## TASK DIRECTIONS
This exercise calls for an exact transcription. Set down every record below.

++++++

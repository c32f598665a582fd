use std::path::Path;

use tempfile::tempdir;
use tilemask::{BufSwapper, TempBuf};

fn patterned(width: u32, height: u32, bpp: u32, seed: u8) -> TempBuf {
    let mut buf = TempBuf::new(width, height, bpp).unwrap();
    let dir = tempdir().unwrap();
    let mut swapper = BufSwapper::new(dir.path());
    for (i, b) in buf.data_mut(&mut swapper).unwrap().iter_mut().enumerate() {
        *b = seed.wrapping_add(i as u8);
    }
    buf
}

fn swap_file_count(dir: &Path) -> usize {
    std::fs::read_dir(dir).unwrap().count()
}

#[test]
fn test_new_buffer_is_zeroed() {
    let dir = tempdir().unwrap();
    let mut swapper = BufSwapper::new(dir.path());

    let mut buf = TempBuf::new(10, 5, 3).unwrap();
    assert_eq!((buf.width(), buf.height(), buf.bpp()), (10, 5, 3));
    assert_eq!(buf.size_bytes(), 150);
    assert_eq!(buf.origin(), (0, 0));
    assert!(!buf.is_swapped());
    assert!(buf.data(&mut swapper).unwrap().iter().all(|&b| b == 0));
}

#[test]
fn test_swap_unswap_round_trip() {
    let dir = tempdir().unwrap();
    let mut swapper = BufSwapper::new(dir.path());

    let mut buf = patterned(16, 16, 2, 3);
    let original = buf.data(&mut swapper).unwrap().to_vec();

    swapper.swap(&mut buf).unwrap();
    assert!(buf.is_swapped());
    // Swapping an already-swapped buffer is a no-op.
    swapper.swap(&mut buf).unwrap();
    assert!(buf.is_swapped());

    assert_eq!(buf.data(&mut swapper).unwrap(), original.as_slice());
    assert!(!buf.is_swapped());
}

#[test]
fn test_second_swap_flushes_the_first_to_disk() {
    let dir = tempdir().unwrap();
    let mut swapper = BufSwapper::new(dir.path());

    let mut a = patterned(8, 8, 1, 10);
    let mut b = patterned(8, 8, 1, 200);
    let a_bytes = a.data(&mut swapper).unwrap().to_vec();
    let b_bytes = b.data(&mut swapper).unwrap().to_vec();

    // One cache slot: swapping B pushes A's pixels out to its file.
    swapper.swap(&mut a).unwrap();
    swapper.swap(&mut b).unwrap();
    assert!(a.is_swapped());
    assert!(b.is_swapped());

    // A comes back from disk, B straight from the cache.
    assert_eq!(a.data(&mut swapper).unwrap(), a_bytes.as_slice());
    assert_eq!(b.data(&mut swapper).unwrap(), b_bytes.as_slice());
}

#[test]
fn test_unswap_order_does_not_matter() {
    let dir = tempdir().unwrap();
    let mut swapper = BufSwapper::new(dir.path());

    let mut bufs: Vec<TempBuf> = (0..4).map(|i| patterned(12, 7, 4, i * 40)).collect();
    let originals: Vec<Vec<u8>> = bufs
        .iter_mut()
        .map(|b| b.data(&mut swapper).unwrap().to_vec())
        .collect();

    for buf in &mut bufs {
        swapper.swap(buf).unwrap();
    }
    // Fault them back most-recent first.
    for (buf, original) in bufs.iter_mut().zip(&originals).rev() {
        assert_eq!(buf.data(&mut swapper).unwrap(), original.as_slice());
    }
}

#[test]
fn test_swap_cycles_preserve_content() {
    let dir = tempdir().unwrap();
    let mut swapper = BufSwapper::new(dir.path());

    let mut buf = patterned(20, 20, 4, 77);
    let original = buf.data(&mut swapper).unwrap().to_vec();
    let mut other = patterned(4, 4, 1, 1);

    for _ in 0..3 {
        swapper.swap(&mut buf).unwrap();
        // Displace the cache slot so the next unswap reads the file.
        swapper.swap(&mut other).unwrap();
        assert_eq!(buf.data(&mut swapper).unwrap(), original.as_slice());
        let _ = other.data(&mut swapper).unwrap();
    }
}

#[test]
fn test_copy_is_independent() {
    let dir = tempdir().unwrap();
    let mut swapper = BufSwapper::new(dir.path());

    let mut buf = TempBuf::with_origin(4, 4, 2, -3, 7).unwrap();
    buf.data_mut(&mut swapper).unwrap().fill(0x11);

    let mut copy = buf.copy(&mut swapper).unwrap();
    assert_eq!(copy.origin(), (-3, 7));
    assert_eq!(copy.size_bytes(), buf.size_bytes());
    assert!(!copy.is_swapped());

    buf.data_mut(&mut swapper).unwrap().fill(0x22);
    assert!(copy.data(&mut swapper).unwrap().iter().all(|&b| b == 0x11));
}

#[test]
fn test_copy_of_swapped_buffer_faults_in_first() {
    let dir = tempdir().unwrap();
    let mut swapper = BufSwapper::new(dir.path());

    let mut buf = patterned(6, 6, 1, 90);
    let original = buf.data(&mut swapper).unwrap().to_vec();
    swapper.swap(&mut buf).unwrap();

    let mut copy = buf.copy(&mut swapper).unwrap();
    assert!(!buf.is_swapped());
    assert_eq!(copy.data(&mut swapper).unwrap(), original.as_slice());
}

#[test]
fn test_dispose_drops_cached_pixels_without_a_file() {
    let dir = tempdir().unwrap();
    let mut swapper = BufSwapper::new(dir.path());

    let mut a = patterned(8, 8, 1, 10);
    let mut b = patterned(8, 8, 1, 200);
    let b_bytes = b.data(&mut swapper).unwrap().to_vec();

    // A's pixels sit in the cache slot, not yet flushed to disk.
    swapper.swap(&mut a).unwrap();
    a.dispose(&mut swapper);

    // The next swap must not flush the dead pixels to an unowned file.
    swapper.swap(&mut b).unwrap();
    assert_eq!(swap_file_count(dir.path()), 0);
    assert_eq!(b.data(&mut swapper).unwrap(), b_bytes.as_slice());

    b.dispose(&mut swapper);
    assert_eq!(swap_file_count(dir.path()), 0);
}

#[test]
fn test_dispose_unlinks_the_flushed_file() {
    let dir = tempdir().unwrap();
    let mut swapper = BufSwapper::new(dir.path());

    let mut a = patterned(8, 8, 1, 1);
    let mut b = patterned(8, 8, 1, 2);
    swapper.swap(&mut a).unwrap();
    swapper.swap(&mut b).unwrap();
    assert_eq!(swap_file_count(dir.path()), 1);

    a.dispose(&mut swapper);
    assert_eq!(swap_file_count(dir.path()), 0);
    b.dispose(&mut swapper);
    assert_eq!(swap_file_count(dir.path()), 0);
}

#[test]
fn test_gray_image_round_trip() {
    let dir = tempdir().unwrap();
    let mut swapper = BufSwapper::new(dir.path());

    let img = image::GrayImage::from_fn(9, 4, |x, y| image::Luma([(x * 10 + y) as u8]));
    let mut buf = TempBuf::from_gray(img.clone());
    let mut displacer = patterned(2, 2, 1, 0);
    assert_eq!((buf.width(), buf.height(), buf.bpp()), (9, 4, 1));

    // Conversion survives a trip through the swap file.
    swapper.swap(&mut buf).unwrap();
    swapper.swap(&mut displacer).unwrap();
    let back = buf.to_gray(&mut swapper).unwrap();
    assert_eq!(back, img);
}

#[test]
fn test_origin_follows_the_buffer() {
    let mut buf = TempBuf::with_origin(3, 3, 1, 100, -40).unwrap();
    assert_eq!(buf.origin(), (100, -40));
    buf.set_origin(0, 5);
    assert_eq!(buf.origin(), (0, 5));
}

++++++

## SOLUTION FOR THIS EXERCISE
repository c32f598665a582fd
use std::path::Path;

use tempfile::tempdir;
use tilemask::{BufSwapper, TempBuf};

fn patterned(width: u32, height: u32, bpp: u32, seed: u8) -> TempBuf {
    let mut buf = TempBuf::new(width, height, bpp).unwrap();
    let dir = tempdir().unwrap();
    let mut swapper = BufSwapper::new(dir.path());
    for (i, b) in buf.data_mut(&mut swapper).unwrap().iter_mut().enumerate() {
        *b = seed.wrapping_add(i as u8);
    }
    buf
}

fn swap_file_count(dir: &Path) -> usize {
    std::fs::read_dir(dir).unwrap().count()
}

#[test]
fn test_new_buffer_is_zeroed() {
    let dir = tempdir().unwrap();
    let mut swapper = BufSwapper::new(dir.path());

    let mut buf = TempBuf::new(10, 5, 3).unwrap();
    assert_eq!((buf.width(), buf.height(), buf.bpp()), (10, 5, 3));
    assert_eq!(buf.size_bytes(), 150);
    assert_eq!(buf.origin(), (0, 0));
    assert!(!buf.is_swapped());
    assert!(buf.data(&mut swapper).unwrap().iter().all(|&b| b == 0));
}

#[test]
fn test_swap_unswap_round_trip() {
    let dir = tempdir().unwrap();
    let mut swapper = BufSwapper::new(dir.path());

    let mut buf = patterned(16, 16, 2, 3);
    let original = buf.data(&mut swapper).unwrap().to_vec();

    swapper.swap(&mut buf).unwrap();
    assert!(buf.is_swapped());
    // Swapping an already-swapped buffer is a no-op.
    swapper.swap(&mut buf).unwrap();
    assert!(buf.is_swapped());

    assert_eq!(buf.data(&mut swapper).unwrap(), original.as_slice());
    assert!(!buf.is_swapped());
}

#[test]
fn test_second_swap_flushes_the_first_to_disk() {
    let dir = tempdir().unwrap();
    let mut swapper = BufSwapper::new(dir.path());

    let mut a = patterned(8, 8, 1, 10);
    let mut b = patterned(8, 8, 1, 200);
    let a_bytes = a.data(&mut swapper).unwrap().to_vec();
    let b_bytes = b.data(&mut swapper).unwrap().to_vec();

    // One cache slot: swapping B pushes A's pixels out to its file.
    swapper.swap(&mut a).unwrap();
    swapper.swap(&mut b).unwrap();
    assert!(a.is_swapped());
    assert!(b.is_swapped());

    // A comes back from disk, B straight from the cache.
    assert_eq!(a.data(&mut swapper).unwrap(), a_bytes.as_slice());
    assert_eq!(b.data(&mut swapper).unwrap(), b_bytes.as_slice());
}

#[test]
fn test_unswap_order_does_not_matter() {
    let dir = tempdir().unwrap();
    let mut swapper = BufSwapper::new(dir.path());

    let mut bufs: Vec<TempBuf> = (0..4).map(|i| patterned(12, 7, 4, i * 40)).collect();
    let originals: Vec<Vec<u8>> = bufs
        .iter_mut()
        .map(|b| b.data(&mut swapper).unwrap().to_vec())
        .collect();

    for buf in &mut bufs {
        swapper.swap(buf).unwrap();
    }
    // Fault them back most-recent first.
    for (buf, original) in bufs.iter_mut().zip(&originals).rev() {
        assert_eq!(buf.data(&mut swapper).unwrap(), original.as_slice());
    }
}

#[test]
fn test_swap_cycles_preserve_content() {
    let dir = tempdir().unwrap();
    let mut swapper = BufSwapper::new(dir.path());

    let mut buf = patterned(20, 20, 4, 77);
    let original = buf.data(&mut swapper).unwrap().to_vec();
    let mut other = patterned(4, 4, 1, 1);

    for _ in 0..3 {
        swapper.swap(&mut buf).unwrap();
        // Displace the cache slot so the next unswap reads the file.
        swapper.swap(&mut other).unwrap();
        assert_eq!(buf.data(&mut swapper).unwrap(), original.as_slice());
        let _ = other.data(&mut swapper).unwrap();
    }
}

#[test]
fn test_copy_is_independent() {
    let dir = tempdir().unwrap();
    let mut swapper = BufSwapper::new(dir.path());

    let mut buf = TempBuf::with_origin(4, 4, 2, -3, 7).unwrap();
    buf.data_mut(&mut swapper).unwrap().fill(0x11);

    let mut copy = buf.copy(&mut swapper).unwrap();
    assert_eq!(copy.origin(), (-3, 7));
    assert_eq!(copy.size_bytes(), buf.size_bytes());
    assert!(!copy.is_swapped());

    buf.data_mut(&mut swapper).unwrap().fill(0x22);
    assert!(copy.data(&mut swapper).unwrap().iter().all(|&b| b == 0x11));
}

#[test]
fn test_copy_of_swapped_buffer_faults_in_first() {
    let dir = tempdir().unwrap();
    let mut swapper = BufSwapper::new(dir.path());

    let mut buf = patterned(6, 6, 1, 90);
    let original = buf.data(&mut swapper).unwrap().to_vec();
    swapper.swap(&mut buf).unwrap();

    let mut copy = buf.copy(&mut swapper).unwrap();
    assert!(!buf.is_swapped());
    assert_eq!(copy.data(&mut swapper).unwrap(), original.as_slice());
}

#[test]
fn test_dispose_drops_cached_pixels_without_a_file() {
    let dir = tempdir().unwrap();
    let mut swapper = BufSwapper::new(dir.path());

    let mut a = patterned(8, 8, 1, 10);
    let mut b = patterned(8, 8, 1, 200);
    let b_bytes = b.data(&mut swapper).unwrap().to_vec();

    // A's pixels sit in the cache slot, not yet flushed to disk.
    swapper.swap(&mut a).unwrap();
    a.dispose(&mut swapper);

    // The next swap must not flush the dead pixels to an unowned file.
    swapper.swap(&mut b).unwrap();
    assert_eq!(swap_file_count(dir.path()), 0);
    assert_eq!(b.data(&mut swapper).unwrap(), b_bytes.as_slice());

    b.dispose(&mut swapper);
    assert_eq!(swap_file_count(dir.path()), 0);
}

#[test]
fn test_dispose_unlinks_the_flushed_file() {
    let dir = tempdir().unwrap();
    let mut swapper = BufSwapper::new(dir.path());

    let mut a = patterned(8, 8, 1, 1);
    let mut b = patterned(8, 8, 1, 2);
    swapper.swap(&mut a).unwrap();
    swapper.swap(&mut b).unwrap();
    assert_eq!(swap_file_count(dir.path()), 1);

    a.dispose(&mut swapper);
    assert_eq!(swap_file_count(dir.path()), 0);
    b.dispose(&mut swapper);
    assert_eq!(swap_file_count(dir.path()), 0);
}

#[test]
fn test_gray_image_round_trip() {
    let dir = tempdir().unwrap();
    let mut swapper = BufSwapper::new(dir.path());

    let img = image::GrayImage::from_fn(9, 4, |x, y| image::Luma([(x * 10 + y) as u8]));
    let mut buf = TempBuf::from_gray(img.clone());
    let mut displacer = patterned(2, 2, 1, 0);
    assert_eq!((buf.width(), buf.height(), buf.bpp()), (9, 4, 1));

    // Conversion survives a trip through the swap file.
    swapper.swap(&mut buf).unwrap();
    swapper.swap(&mut displacer).unwrap();
    let back = buf.to_gray(&mut swapper).unwrap();
    assert_eq!(back, img);
}

#[test]
fn test_origin_follows_the_buffer() {
    let mut buf = TempBuf::with_origin(3, 3, 1, 100, -40).unwrap();
    assert_eq!(buf.origin(), (100, -40));
    buf.set_origin(0, 5);
    assert_eq!(buf.origin(), (0, 5));
}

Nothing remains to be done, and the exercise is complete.